Security/identity / XML · 2006-06-12

What to do about promiscuity

I’m referring, of course, to users’ identity habits, which as many people have noted (including myself, in a W3C position paper) are far more promiscuous than we might wish. How can we work towards more robust privacy and security if people simply don’t care? What does it take to get people to shut up about themselves?

An article in New Scientist reports that the NSA is researching “mass harvesting of the information that people post about themselves on social networks.” One example given seems benign and even useful:

The research ARDA [the Advanced Research Development Activity] funded was designed to see if the semantic web could be easily used to connect people. The research team chose to address a subject close to their academic hearts: detecting conflicts of interest in scientific peer review. Friends cannot peer review each other’s research papers, nor can people who have previously co-authored work together.

So the team developed software that combined data from the RDF tags of online social network Friend of a Friend (, where people simply outline who is in their circle of friends, and a semantically tagged commercial bibliographic database called DBLP, which lists the authors of computer science papers.

Joshi [one of the team’s leaders] says their system found conflicts between potential reviewers and authors pitching papers for an internet conference. “It certainly made relationship finding between people much easier,” Joshi says. “It picked up softer [non-obvious] conflicts we would not have seen before.”

The article places more emphasis on RDF and the formal semantic web than I think is warranted; arbitrary (well-documented) XML formats, microformats, and even HTML used in a regularized manner can be harvested or at least screen-scraped. And it’s actually very hard to do precise equivalence mapping between RDF (or any!) schemas in practice, just because taxonomies in the real world are so messy (are “given names” and “first names” and “Christian names” the same thing?). So it’s likely that well-known attribute schemas of whatever type will be just as effective targets for harvesting as RDF schemas will be. But the point remains: greater data portability and more accessible semantics for personal information add up to easier harvesting by other parties, whether they wear black hats or white.

Even if users have the opportunity to give informed consent, in many cases they may choose not to spend time thinking hard on the consequences of allowing access — possibly a form of rational ignorance if they never pay those consequences. An example from a more general context appears in Bill Cheswick’s talk from the the inaugural SOUPS conference:

To most attendees, it came as no surprise that the Cheswick found his father’s Windows machine chock-full of adware and spyware. Also unsurprising was the fact that even after a full cleanup, the machine was infected again within weeks (when the speaker visited his father next). Here’s the punch-line: the father was adamant that none of the security “fixes” or “solutions” break his machine. After all, explicit and annoying pop-up ads notwithstanding, he was still getting his work done, wasn’t he? Why fix something that ain’t broke?
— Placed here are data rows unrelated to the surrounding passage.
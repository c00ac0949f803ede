//! Export run: discover → extract/escape → deliver, one worker per table

use super::body::{object_body, BodyWriter};
use super::discovery::list_exportable_tables;
use super::extract::{write_table, ExtractError};
use super::sink::{ObjectSink, SinkError};
use crate::store::{open_read_only, StoreError};
use serde::Serialize;
use std::path::Path;
use std::sync::Arc;
use std::time::Instant;
use thiserror::Error;
use tokio::sync::Semaphore;

pub const OBJECT_EXTENSION: &str = "csv";

/// Run-level failure; nothing was exported
#[derive(Debug, Error)]
pub enum ExportError {
    #[error("Failed to open database: {0}")]
    Open(#[from] StoreError),

    #[error("Table discovery failed: {0}")]
    Discovery(#[source] rusqlite::Error),
}

/// Failure of a single table; siblings are unaffected
#[derive(Debug, Error)]
pub enum TableExportError {
    #[error("{0}")]
    Open(#[from] StoreError),

    #[error("Extraction failed: {0}")]
    Extract(#[from] ExtractError),

    #[error("Delivery failed: {0}")]
    Sink(#[from] SinkError),

    #[error("Worker aborted: {0}")]
    Worker(String),
}

#[derive(Debug, Clone, PartialEq, Eq, Serialize)]
pub struct TableExport {
    pub table: String,
    /// Where the sink put the object
    pub object: String,
    pub rows: u64,
    pub bytes: u64,
}

#[derive(Debug, Serialize)]
pub struct TableFailure {
    pub table: String,
    #[serde(serialize_with = "serialize_display")]
    pub error: TableExportError,
}

fn serialize_display<S: serde::Serializer>(
    error: &TableExportError,
    serializer: S,
) -> Result<S::Ok, S::Error> {
    serializer.collect_str(error)
}

/// Per-table outcome of a run, each list ordered by table name
#[derive(Debug, Default, Serialize)]
pub struct ExportReport {
    pub succeeded: Vec<TableExport>,
    pub failed: Vec<TableFailure>,
}

impl ExportReport {
    pub fn is_success(&self) -> bool {
        self.failed.is_empty()
    }

    pub fn failed_tables(&self) -> Vec<&str> {
        self.failed.iter().map(|f| f.table.as_str()).collect()
    }
}

pub fn object_name(table: &str) -> String {
    format!("{}.{}", table, OBJECT_EXTENSION)
}

/// Export every exportable table of the database at `db_path` into `sink`
///
/// At most `concurrency` tables are in flight at once. Each worker opens its
/// own read-only connection on the blocking pool and streams rows to the sink
/// while it reads them, so exports never hold a write lock and no table is
/// ever held in memory whole.
pub async fn run_export(
    db_path: impl AsRef<Path>,
    sink: Arc<dyn ObjectSink>,
    concurrency: usize,
) -> Result<ExportReport, ExportError> {
    let db_path = db_path.as_ref().to_path_buf();
    let started = Instant::now();

    let tables = {
        let conn = open_read_only(&db_path)?;
        list_exportable_tables(&conn).map_err(ExportError::Discovery)?
    };

    log::info!("📤 Exporting {} tables to {}", tables.len(), sink.describe());

    let semaphore = Arc::new(Semaphore::new(concurrency.max(1)));
    let mut handles = Vec::with_capacity(tables.len());

    for table in tables {
        let semaphore = Arc::clone(&semaphore);
        let sink = Arc::clone(&sink);
        let db_path = db_path.clone();
        let worker_table = table.clone();

        let handle = tokio::spawn(async move {
            let _permit = semaphore
                .acquire_owned()
                .await
                .map_err(|e| TableExportError::Worker(e.to_string()))?;
            export_table(&db_path, &worker_table, sink.as_ref()).await
        });
        handles.push((table, handle));
    }

    let mut report = ExportReport::default();
    for (table, handle) in handles {
        let outcome = match handle.await {
            Ok(outcome) => outcome,
            Err(join_error) => Err(TableExportError::Worker(join_error.to_string())),
        };

        match outcome {
            Ok(export) => {
                log::info!(
                    "   ├─ ✅ {} → {} ({} rows, {} bytes)",
                    export.table,
                    export.object,
                    export.rows,
                    export.bytes
                );
                report.succeeded.push(export);
            }
            Err(error) => {
                log::error!("   ├─ ❌ {}: {}", table, error);
                report.failed.push(TableFailure { table, error });
            }
        }
    }

    log::info!(
        "   └─ Export finished in {:.2?}: {} succeeded, {} failed",
        started.elapsed(),
        report.succeeded.len(),
        report.failed.len()
    );

    Ok(report)
}

async fn export_table(
    db_path: &Path,
    table: &str,
    sink: &dyn ObjectSink,
) -> Result<TableExport, TableExportError> {
    let (writer, body) = object_body();

    let extractor = {
        let db_path = db_path.to_path_buf();
        let table = table.to_string();
        tokio::task::spawn_blocking(move || extract_into(&db_path, &table, writer))
    };

    let uploaded = sink.put(&object_name(table), body).await;
    let extracted = extractor
        .await
        .map_err(|e| TableExportError::Worker(e.to_string()))?;

    let ((rows, bytes), object) = match (extracted, uploaded) {
        (Ok(counts), Ok(location)) => (counts, location),
        // The sink gave up first and the extractor only saw the body close
        (Err(e), Err(sink_error)) if body_closed(&e) => return Err(sink_error.into()),
        (Err(e), _) => return Err(e),
        (Ok(_), Err(sink_error)) => return Err(sink_error.into()),
    };

    Ok(TableExport {
        table: table.to_string(),
        object,
        rows,
        bytes,
    })
}

/// Extract `table` into `writer`, failing the body on any error
fn extract_into(
    db_path: &Path,
    table: &str,
    mut writer: BodyWriter,
) -> Result<(u64, u64), TableExportError> {
    let conn = match open_read_only(db_path) {
        Ok(conn) => conn,
        Err(e) => {
            writer.abort(std::io::Error::other(e.to_string()));
            return Err(e.into());
        }
    };

    match write_table(&conn, table, &mut writer) {
        Ok(rows) => {
            let bytes = writer.finish().map_err(ExtractError::Io)?;
            Ok((rows, bytes))
        }
        Err(e) => {
            writer.abort(std::io::Error::other(e.to_string()));
            Err(e.into())
        }
    }
}

fn body_closed(error: &TableExportError) -> bool {
    matches!(
        error,
        TableExportError::Extract(ExtractError::Io(io)) if io.kind() == std::io::ErrorKind::BrokenPipe
    )
}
(SOUPS is the “Symposium on Usable Privacy and Security”; its 2006 program looks incredibly meaty — soup-to-nutsy? — and I sure wish I could go.)

For those who do want to exercise more care, or if the consequences begin to be felt (Tag Boy points me to this example of googling-before-hiring), applying strong human-computer interaction principles in identity UIs should help in reducing misunderstanding and fatigue. And we could allow users to set up policies for avoiding annoying interactions involving identity exchange — reserving synchronous interaction for garnering point-of-“sale” consent for areas with a large potential for loss (of privacy, money, or whatever). Identity Rights Agreements could be a useful tactic, if users can get to know the options and if the interfaces for managing them are value-add rather than value-subtract.

The article concludes, in part:

… Tim Finin, a colleague of Joshi’s, thinks the spread of such technology is unstoppable. “Information is getting easier to merge, fuse and draw inferences from. There is money to be made and control to be gained in doing so. And I don’t see much that will stop it,” he says.

I’ve mentioned some forces that could potentially “stop it”, but people still have to want them. Let’s say that the perfect interfaces have been developed and people use them to set up policy-based bounds on identity sharing. But a really awesome new social networking program is all the rage and it requires fairly wide access in order to provide, say, genealogy linkages. A user has clicked all the right buttons to prove that they have given consent, or they’ve selected the desired identity “card” and sent it along. Their information gets used in some cool new way that was accounted for by the consent they gave, but embarrasses them or gets them into hot water. Has a confidence been breached? Are they just SOL?

Is it possible to come up with a “do what I mean” button for identity info exchange?